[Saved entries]
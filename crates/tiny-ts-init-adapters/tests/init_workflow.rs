//! Integration tests for the provisioning workflow against the in-memory
//! filesystem and the built-in starter.

use std::path::{Path, PathBuf};

use mockall::mock;
use mockall::predicate::eq;

use tiny_ts_init_adapters::{MemoryFilesystem, typescript_starter};
use tiny_ts_init_core::{
    application::{ApplicationError, InitService},
    domain::{InstallCommand, ProjectConfig, TemplateSet},
    error::{InitError, InitResult},
    prelude::{CommandRunner, CommandStatus, Filesystem},
};

mock! {
    Runner {}
    impl CommandRunner for Runner {
        fn run(&self, command: &InstallCommand, working_dir: &Path) -> InitResult<CommandStatus>;
    }
}

fn cwd() -> PathBuf {
    if cfg!(windows) {
        PathBuf::from(r"C:\work")
    } else {
        PathBuf::from("/work")
    }
}

fn idle_runner() -> MockRunner {
    let mut runner = MockRunner::new();
    runner.expect_run().never();
    runner
}

fn expected_files(root: &Path, templates: &TemplateSet) -> Vec<PathBuf> {
    let mut files: Vec<PathBuf> = templates.paths().map(|p| root.join(p)).collect();
    files.sort();
    files
}

/// provision + materialize, the part of a run that touches the filesystem.
fn scaffold(
    fs: &MemoryFilesystem,
    runner: MockRunner,
    config: &ProjectConfig,
    templates: &TemplateSet,
) -> InitResult<Vec<PathBuf>> {
    let service = InitService::new(Box::new(fs.clone()), Box::new(runner));
    service.provision(config, templates)?;
    service.materialize(config, templates)
}

#[test]
fn fresh_new_directory_gets_exactly_the_template_set() {
    let fs = MemoryFilesystem::new().with_directory(cwd());
    let config = ProjectConfig::resolve(&["my-app"], &cwd()).unwrap();
    let templates = typescript_starter(&config.manifest_name("typescript-project"));

    scaffold(&fs, idle_runner(), &config, &templates).unwrap();

    let root = cwd().join("my-app");
    assert!(fs.is_dir(&root));
    assert!(fs.is_dir(&root.join(".vscode")));
    assert_eq!(fs.list_files(), expected_files(&root, &templates));

    let manifest: serde_json::Value =
        serde_json::from_str(&fs.read_file(&root.join("package.json")).unwrap()).unwrap();
    assert_eq!(manifest["name"], "my-app");
    for script in ["start", "lint", "format"] {
        assert!(manifest["scripts"].get(script).is_some());
    }
}

#[test]
fn current_directory_run_writes_in_place() {
    let fs = MemoryFilesystem::new().with_directory(cwd());
    let config = ProjectConfig::resolve(&["."], &cwd()).unwrap();
    let templates = typescript_starter(&config.manifest_name("typescript-project"));

    scaffold(&fs, idle_runner(), &config, &templates).unwrap();

    assert_eq!(fs.list_files(), expected_files(&cwd(), &templates));
    let manifest = fs.read_file(&cwd().join("package.json")).unwrap();
    assert!(manifest.contains("\"name\": \"typescript-project\""));
}

#[test]
fn existing_target_directory_is_rejected_and_nothing_written() {
    let fs = MemoryFilesystem::new().with_directory(cwd().join("taken"));
    let config = ProjectConfig::resolve(&["taken"], &cwd()).unwrap();

    let err = scaffold(&fs, idle_runner(), &config, &typescript_starter("taken")).unwrap_err();

    assert!(matches!(
        err,
        InitError::Application(ApplicationError::DirectoryExists { .. })
    ));
    assert!(fs.list_files().is_empty());
}

#[test]
fn conflicting_file_blocks_every_write() {
    let existing = cwd().join("tsconfig.json");
    let fs = MemoryFilesystem::new().with_file(&existing, "{}");
    let config = ProjectConfig::current_dir(&cwd());

    let err = scaffold(&fs, idle_runner(), &config, &typescript_starter("x")).unwrap_err();

    match err {
        InitError::Application(ApplicationError::FilesExist { paths, .. }) => {
            assert_eq!(paths, vec![PathBuf::from("tsconfig.json")]);
        }
        other => panic!("unexpected error: {other:?}"),
    }
    assert_eq!(fs.list_files(), vec![existing]);
    assert!(!fs.exists(&cwd().join(".vscode")));
}

#[test]
fn unrelated_files_in_current_directory_are_fine() {
    let fs = MemoryFilesystem::new().with_file(cwd().join("README.md"), "# hi");
    let config = ProjectConfig::current_dir(&cwd());

    scaffold(&fs, idle_runner(), &config, &typescript_starter("x")).unwrap();

    assert_eq!(fs.read_file(&cwd().join("README.md")).as_deref(), Some("# hi"));
}

#[test]
fn second_run_on_same_path_fails_without_touching_first_output() {
    let fs = MemoryFilesystem::new().with_directory(cwd());
    let config = ProjectConfig::resolve(&["twice"], &cwd()).unwrap();
    let templates = typescript_starter("twice");

    scaffold(&fs, idle_runner(), &config, &templates).unwrap();
    let before: Vec<_> = fs
        .list_files()
        .into_iter()
        .map(|p| (fs.read_file(&p), p))
        .collect();

    let err = scaffold(&fs, idle_runner(), &config, &templates).unwrap_err();
    assert!(matches!(
        err,
        InitError::Application(ApplicationError::DirectoryExists { .. })
    ));

    let after: Vec<_> = fs
        .list_files()
        .into_iter()
        .map(|p| (fs.read_file(&p), p))
        .collect();
    assert_eq!(before, after);
}

#[test]
fn write_failure_aborts_remaining_writes_without_rollback() {
    let fs = MemoryFilesystem::new()
        .with_directory(cwd())
        .fail_writes_to(cwd().join("tsconfig.json"));
    let config = ProjectConfig::current_dir(&cwd());

    let err = scaffold(&fs, idle_runner(), &config, &typescript_starter("x")).unwrap_err();

    assert!(matches!(
        err,
        InitError::Application(ApplicationError::FilesystemError { .. })
    ));
    // Files before tsconfig.json stay; nothing after it is written.
    let mut expected = vec![
        cwd().join("index.ts"),
        cwd().join("package.json"),
        cwd().join(".yarnrc.yml"),
    ];
    expected.sort();
    assert_eq!(fs.list_files(), expected);
}

#[test]
fn install_runs_after_materialize_in_target_dir() {
    let fs = MemoryFilesystem::new().with_directory(cwd());
    let config = ProjectConfig::resolve(&["app"], &cwd()).unwrap();
    let templates = typescript_starter("app");
    let command = InstallCommand::default();

    let mut runner = MockRunner::new();
    let probe = fs.clone();
    let manifest = cwd().join("app").join("package.json");
    runner
        .expect_run()
        .with(eq(command.clone()), eq(cwd().join("app")))
        .times(1)
        .returning(move |_, _| {
            // Every file is on disk before the installer starts.
            assert!(probe.exists(&manifest));
            Ok(CommandStatus::from_code(0))
        });

    let service = InitService::new(Box::new(fs.clone()), Box::new(runner));
    service.provision(&config, &templates).unwrap();
    service.materialize(&config, &templates).unwrap();
    service.install(&config, &command).unwrap();
}

#[test]
fn installer_failure_leaves_files_in_place() {
    let fs = MemoryFilesystem::new().with_directory(cwd());
    let config = ProjectConfig::current_dir(&cwd());
    let templates = typescript_starter("x");

    let mut runner = MockRunner::new();
    runner
        .expect_run()
        .returning(|_, _| Ok(CommandStatus::from_code(1)));

    let service = InitService::new(Box::new(fs.clone()), Box::new(runner));
    service.provision(&config, &templates).unwrap();
    service.materialize(&config, &templates).unwrap();
    let err = service
        .install(&config, &InstallCommand::default())
        .unwrap_err();

    assert!(matches!(
        err,
        InitError::Application(ApplicationError::InstallerFailed { code: Some(1), .. })
    ));
    assert_eq!(fs.list_files().len(), templates.len());
}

_WHAT THE TASK REQUIRES_
Return all lines from the data that include the string "resolve".

_SOLUTION BELOW_
    let config = ProjectConfig::resolve(&["my-app"], &cwd()).unwrap();
    let config = ProjectConfig::resolve(&["."], &cwd()).unwrap();
    let config = ProjectConfig::resolve(&["taken"], &cwd()).unwrap();
    let config = ProjectConfig::resolve(&["twice"], &cwd()).unwrap();
    let config = ProjectConfig::resolve(&["app"], &cwd()).unwrap();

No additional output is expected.